Distinguishing features:

  • 3D Sports Car Model
  • Randomly-Generated Rooms
  • Shadow-Mapping
  • Day/Night - Light Mode

The 3d Model

I downloaded a free low-poly OBJ model of a Lamborghini Aventador LP 570-4 Superveloce, from a 3D model internet source linked below. I used the material file it came with in the Shape class to generate the textures for the car.

OBJ Shell Issue

I had to manually delete a section of the OBJ file, as it correlated to a sub-object that encapsulated the car like a shell, which hid most of the model's details when included.

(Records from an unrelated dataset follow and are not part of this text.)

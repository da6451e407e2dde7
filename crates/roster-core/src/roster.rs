//! Shared roster handle
//!
//! [`Roster`] owns the state behind a tokio mutex together with the
//! collaborators it needs for follow-ups. The lock is only ever held for
//! synchronous mutation, never across an API call or a sink, so inbound
//! events keep flowing while a fetch is outstanding. Each change batch takes
//! its version under the lock and is emitted after the lock is released, in
//! version order.

use std::sync::Arc;

use tokio::sync::{watch, Mutex};

use crate::character::Character;
use crate::config::RosterConfig;
use crate::connection::{fetch, CharacterProfile, Connection, ProfileSource};
use crate::error::{Result, RosterError};
use crate::events::{RosterChange, RosterSink};
use crate::overrides::OverrideInput;
use crate::protocol::{ApiEndpoint, BookmarkListResponse, FriendListResponse, Inbound};
use crate::registry::CharacterKey;
use crate::state::{Followup, RosterSnapshot, RosterState};

/// Cloneable handle to the roster
#[derive(Clone)]
pub struct Roster {
    state: Arc<Mutex<RosterState>>,
    /// Version of the last batch handed to the sink
    published: Arc<watch::Sender<u64>>,
    connection: Arc<dyn Connection>,
    profiles: Arc<dyn ProfileSource>,
    sink: Arc<dyn RosterSink>,
    config: RosterConfig,
}

impl Roster {
    pub fn new(
        connection: Arc<dyn Connection>,
        profiles: Arc<dyn ProfileSource>,
        sink: Arc<dyn RosterSink>,
        config: RosterConfig,
    ) -> Self {
        Self {
            state: Arc::new(Mutex::new(RosterState::new())),
            published: Arc::new(watch::channel(0).0),
            connection,
            profiles,
            sink,
            config,
        }
    }

    pub fn config(&self) -> &RosterConfig {
        &self.config
    }

    /// Apply the synchronous part of one inbound item.
    ///
    /// Must be called in arrival order. The returned follow-up, if any, can
    /// be completed concurrently with later calls.
    pub async fn ingest(&self, inbound: Inbound) -> Option<Followup> {
        let own_identity = self.connection.character();
        self.mutate(|state| state.apply(inbound, own_identity)).await
    }

    /// Run the asynchronous tail of a handler.
    ///
    /// Fetched results are applied under the lock only if they are still
    /// current; stale results are dropped. On error, state keeps its
    /// last-known-good values.
    pub async fn complete(&self, followup: Followup) -> Result<()> {
        match followup {
            Followup::Resync { epoch } => {
                let bookmarks: BookmarkListResponse =
                    fetch(&*self.connection, ApiEndpoint::BookmarkList).await?;
                let friends: FriendListResponse =
                    fetch(&*self.connection, ApiEndpoint::FriendList).await?;
                self.mutate(|state| {
                    state.finish_resync(epoch, bookmarks.characters, &friends.friends)
                })
                .await;
            }
            Followup::ReplayStatus(command) => {
                self.connection.send_status(&command).await?;
                tracing::info!("Restored status {} after reconnect", command.status);
            }
            Followup::RefreshCharacterFriends { epoch, seq } => {
                let friends: FriendListResponse =
                    fetch(&*self.connection, ApiEndpoint::FriendList).await?;
                self.mutate(|state| {
                    state.apply_character_friend_edges(epoch, seq, None, &friends.friends)
                })
                .await;
            }
            Followup::ConfirmIdentity { epoch, seq, own } => {
                let friends: FriendListResponse =
                    fetch(&*self.connection, ApiEndpoint::FriendList).await?;
                // A newer refresh may have overtaken this fetch; the profile
                // is still ours to resolve as long as the identity holds.
                let current = self
                    .mutate(|state| {
                        state.apply_character_friend_edges(epoch, seq, Some(&own), &friends.friends);
                        state.is_current_identity(epoch, &own)
                    })
                    .await;
                if current && self.config.resolve_own_profile {
                    self.resolve_own_profile(&own).await?;
                }
            }
        }
        Ok(())
    }

    /// Ingest one item and run its follow-up to completion
    pub async fn handle(&self, inbound: Inbound) -> Result<()> {
        if let Some(followup) = self.ingest(inbound).await {
            self.complete(followup).await?;
        }
        Ok(())
    }

    async fn resolve_own_profile(&self, own: &CharacterKey) -> Result<()> {
        let Some(name) = self
            .read(|state| state.character(own.as_str()).map(|c| c.name.clone()))
            .await
        else {
            return Ok(());
        };

        self.profiles
            .load_fields()
            .await
            .map_err(|e| RosterError::Profile(e.to_string()))?;
        let profile = self
            .profiles
            .character_data(&name)
            .await
            .map_err(|e| RosterError::Profile(e.to_string()))?;

        self.mutate(|state| state.set_own_profile(own, profile)).await;
        Ok(())
    }

    /// Set or clear a local display override
    pub async fn set_override(&self, name: &str, input: OverrideInput) -> bool {
        self.mutate(|state| state.set_override(name, input)).await
    }

    /// Run `f` against the current state
    pub async fn read<R>(&self, f: impl FnOnce(&RosterState) -> R) -> R {
        let state = self.state.lock().await;
        f(&*state)
    }

    pub async fn snapshot(&self) -> RosterSnapshot {
        self.read(RosterState::snapshot).await
    }

    pub async fn character(&self, name: &str) -> Option<Character> {
        self.read(|state| state.character(name).cloned()).await
    }

    pub async fn friends(&self) -> Vec<Character> {
        self.read(|state| state.friends().into_iter().cloned().collect())
            .await
    }

    pub async fn bookmarks(&self) -> Vec<Character> {
        self.read(|state| state.bookmarks().into_iter().cloned().collect())
            .await
    }

    pub async fn character_friends(&self) -> Vec<Character> {
        self.read(|state| state.character_friends().into_iter().cloned().collect())
            .await
    }

    pub async fn own_character(&self) -> Option<Character> {
        self.read(|state| state.own_character().cloned()).await
    }

    pub async fn own_profile(&self) -> Option<CharacterProfile> {
        self.read(|state| state.own_profile().cloned()).await
    }

    pub async fn version(&self) -> u64 {
        self.read(RosterState::version).await
    }

    /// Mutate under the lock, then publish the batch once it is released
    async fn mutate<R>(&self, f: impl FnOnce(&mut RosterState) -> R) -> R {
        let (result, version, changes) = {
            let mut state = self.state.lock().await;
            let result = f(&mut *state);
            let (version, changes) = state.take_changes();
            (result, version, changes)
        };
        if !changes.is_empty() {
            self.publish(version, &changes).await;
        }
        result
    }

    /// Emit batch `version` once every earlier batch has been emitted.
    ///
    /// Versions of non-empty batches are contiguous, so the batch before
    /// this one is always `version - 1`.
    async fn publish(&self, version: u64, changes: &[RosterChange]) {
        let _turn = PublishTurn {
            published: &self.published,
            version,
        };
        let mut published = self.published.subscribe();
        let _ = published.wait_for(|last| *last + 1 >= version).await;

        for change in changes {
            if let Err(e) = self.sink.emit_change(version, change).await {
                tracing::warn!("Failed to emit roster change: {}", e);
            }
        }
    }
}

/// Marks a batch as emitted when dropped, even if the publishing task was
/// cancelled mid-batch
struct PublishTurn<'a> {
    published: &'a watch::Sender<u64>,
    version: u64,
}

impl Drop for PublishTurn<'_> {
    fn drop(&mut self) {
        let version = self.version;
        self.published.send_modify(|last| *last = (*last).max(version));
    }
}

Lamborghini Aventador LP 750-4 Superveloce OBJ Model
Lamborghini Aventador LP 750-4 Superveloce Texture

Randomly-Generated Rooms

Data Structure

I created a 5x4 2D array to contain all information needed for the possible rooms in which locations that could exist. I pound-defined constants to convey all possible door-arrangements for any value inside this array. I kept the random-generation simple for realism and only made one layer of random-generation from the starting room.

Geometry

In order to properly create doorways between rooms, I filled the room vertex array object (VAO) with enough vertices for 3 possible rooms: 3-door, 2-door and 1-door arrangments. I later used offsets to draw the correct room from the VAO, and matrix transformations to arrange the room appropriately to its location.

The showroom end product

Shadow-Mapping

Step 1) Render to Framebuffer

I duplicated my render function, for a total of two render calls per frame. The first render call was made to render the entire scene from the perspective of the light source, into a depth-map texture by using a framer buffer. This texture contained dark red pixels for closer objects, and light red pixels for further ones.

Step 2) Render to Screen

I then used the depth-map texture to render the scene to the screen, while taking the depth into account to see which objects are obscured by others, and thus colored as if in shadows.

Issues

While I achieved a dynamic shadowing, the shadows are not displayed as would be expected. More work needs to be done to make sure that all objects of interest in my scene are getting the light exposure needed for correct shadow-mapping.

The showroom end product

Day/Night - Light Mode

I pass a uniform variable, that is changed upon each "L" key press, into my shaders to adjust the lighting appropriately. Thus, in effect all object get a standard and uniform amount of ambient, diffuse and specular light in day-light mode. In night-light mode, I decrease the lighting of the surrounding rooms, take away the specular lighting from the rooms and increase specular light for the cars for dramatic effect.

Day-Light Mode
Night-Light Mode

End Product

I was happy to see my project achieve its technical goals, and I would like to keep refining it. For the future, I would like to fix the positioning of shadows to be more realistic and subtle, add more car models to the showroom, add emitting light from the headlights, add more lighting modes, fix a collision response bug, add a user interface, and add a sky-box that can be seen through new windows within the walls.